Task instructions:
The entries are to be duplicated exactly, with nothing left out.

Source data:
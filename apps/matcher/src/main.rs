use std::path::{Path, PathBuf};

use anyhow::{Context, Result};
use clap::{Parser, Subcommand};
use serde::Serialize;
use tracing::info;
use tracing_subscriber::{layer::SubscriberExt, util::SubscriberInitExt, EnvFilter};

use matcher::{Config, MatchEngine};

#[derive(Parser)]
#[command(author, version, about = "Score resumes against job descriptions", long_about = None)]
struct Cli {
    #[command(subcommand)]
    command: Commands,
}

#[derive(Subcommand)]
enum Commands {
    /// Extract the skill set from a plain-text file
    Skills {
        /// Plain-text file (resume or job description)
        file: PathBuf,

        /// Also print the filtered noun candidates
        #[arg(long)]
        detailed: bool,
    },

    /// Hybrid match score for a resume against a job description
    Score {
        #[arg(short, long)]
        resume: PathBuf,

        #[arg(short, long)]
        job: PathBuf,
    },

    /// Compare two comma-separated skill lists
    Compare {
        #[arg(long, value_delimiter = ',')]
        resume_skills: Vec<String>,

        #[arg(long, value_delimiter = ',')]
        job_skills: Vec<String>,
    },

    /// Score, skill gaps and tailoring suggestions in one report
    Analyze {
        #[arg(short, long)]
        resume: PathBuf,

        #[arg(short, long)]
        job: PathBuf,

        /// Job title used in tailoring suggestions
        #[arg(short = 't', long)]
        job_title: Option<String>,
    },
}

fn main() -> Result<()> {
    let cli = Cli::parse();

    let config = Config::from_env()?;

    // Logs go to stderr; stdout carries the JSON result.
    tracing_subscriber::registry()
        .with(EnvFilter::try_from_default_env().unwrap_or_else(|_| {
            EnvFilter::new(format!("{}={}", env!("CARGO_PKG_NAME"), &config.rust_log))
        }))
        .with(tracing_subscriber::fmt::layer().with_writer(std::io::stderr))
        .init();

    info!("Starting matcher v{}", env!("CARGO_PKG_VERSION"));

    let engine = MatchEngine::from_config(&config).context("Failed to build match engine")?;

    match cli.command {
        Commands::Skills { file, detailed } => {
            let text = read_text(&file)?;
            if detailed {
                print_json(&engine.extract_detailed(&text))
            } else {
                print_json(&engine.extract_skills(&text))
            }
        }
        Commands::Score { resume, job } => {
            let resume = read_text(&resume)?;
            let job = read_text(&job)?;
            print_json(&engine.score(&resume, &job))
        }
        Commands::Compare {
            resume_skills,
            job_skills,
        } => print_json(&engine.compare(&resume_skills, &job_skills)),
        Commands::Analyze {
            resume,
            job,
            job_title,
        } => {
            let resume = read_text(&resume)?;
            let job = read_text(&job)?;
            print_json(&engine.analyze(&resume, &job, job_title.as_deref()))
        }
    }
}

fn read_text(path: &Path) -> Result<String> {
    std::fs::read_to_string(path).with_context(|| format!("Failed to read {}", path.display()))
}

fn print_json<T: Serialize>(value: &T) -> Result<()> {
    println!("{}", serde_json::to_string_pretty(value)?);
    Ok(())
}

Task answer:
filename apps/matcher/src/main.rs
use std::path::{Path, PathBuf};

use anyhow::{Context, Result};
use clap::{Parser, Subcommand};
use serde::Serialize;
use tracing::info;
use tracing_subscriber::{layer::SubscriberExt, util::SubscriberInitExt, EnvFilter};

use matcher::{Config, MatchEngine};

#[derive(Parser)]
#[command(author, version, about = "Score resumes against job descriptions", long_about = None)]
struct Cli {
    #[command(subcommand)]
    command: Commands,
}

#[derive(Subcommand)]
enum Commands {
    /// Extract the skill set from a plain-text file
    Skills {
        /// Plain-text file (resume or job description)
        file: PathBuf,

        /// Also print the filtered noun candidates
        #[arg(long)]
        detailed: bool,
    },

    /// Hybrid match score for a resume against a job description
    Score {
        #[arg(short, long)]
        resume: PathBuf,

        #[arg(short, long)]
        job: PathBuf,
    },

    /// Compare two comma-separated skill lists
    Compare {
        #[arg(long, value_delimiter = ',')]
        resume_skills: Vec<String>,

        #[arg(long, value_delimiter = ',')]
        job_skills: Vec<String>,
    },

    /// Score, skill gaps and tailoring suggestions in one report
    Analyze {
        #[arg(short, long)]
        resume: PathBuf,

        #[arg(short, long)]
        job: PathBuf,

        /// Job title used in tailoring suggestions
        #[arg(short = 't', long)]
        job_title: Option<String>,
    },
}

fn main() -> Result<()> {
    let cli = Cli::parse();

    let config = Config::from_env()?;

    // Logs go to stderr; stdout carries the JSON result.
    tracing_subscriber::registry()
        .with(EnvFilter::try_from_default_env().unwrap_or_else(|_| {
            EnvFilter::new(format!("{}={}", env!("CARGO_PKG_NAME"), &config.rust_log))
        }))
        .with(tracing_subscriber::fmt::layer().with_writer(std::io::stderr))
        .init();

    info!("Starting matcher v{}", env!("CARGO_PKG_VERSION"));

    let engine = MatchEngine::from_config(&config).context("Failed to build match engine")?;

    match cli.command {
        Commands::Skills { file, detailed } => {
            let text = read_text(&file)?;
            if detailed {
                print_json(&engine.extract_detailed(&text))
            } else {
                print_json(&engine.extract_skills(&text))
            }
        }
        Commands::Score { resume, job } => {
            let resume = read_text(&resume)?;
            let job = read_text(&job)?;
            print_json(&engine.score(&resume, &job))
        }
        Commands::Compare {
            resume_skills,
            job_skills,
        } => print_json(&engine.compare(&resume_skills, &job_skills)),
        Commands::Analyze {
            resume,
            job,
            job_title,
        } => {
            let resume = read_text(&resume)?;
            let job = read_text(&job)?;
            print_json(&engine.analyze(&resume, &job, job_title.as_deref()))
        }
    }
}

fn read_text(path: &Path) -> Result<String> {
    std::fs::read_to_string(path).with_context(|| format!("Failed to read {}", path.display()))
}

fn print_json<T: Serialize>(value: &T) -> Result<()> {
    println!("{}", serde_json::to_string_pretty(value)?);
    Ok(())
}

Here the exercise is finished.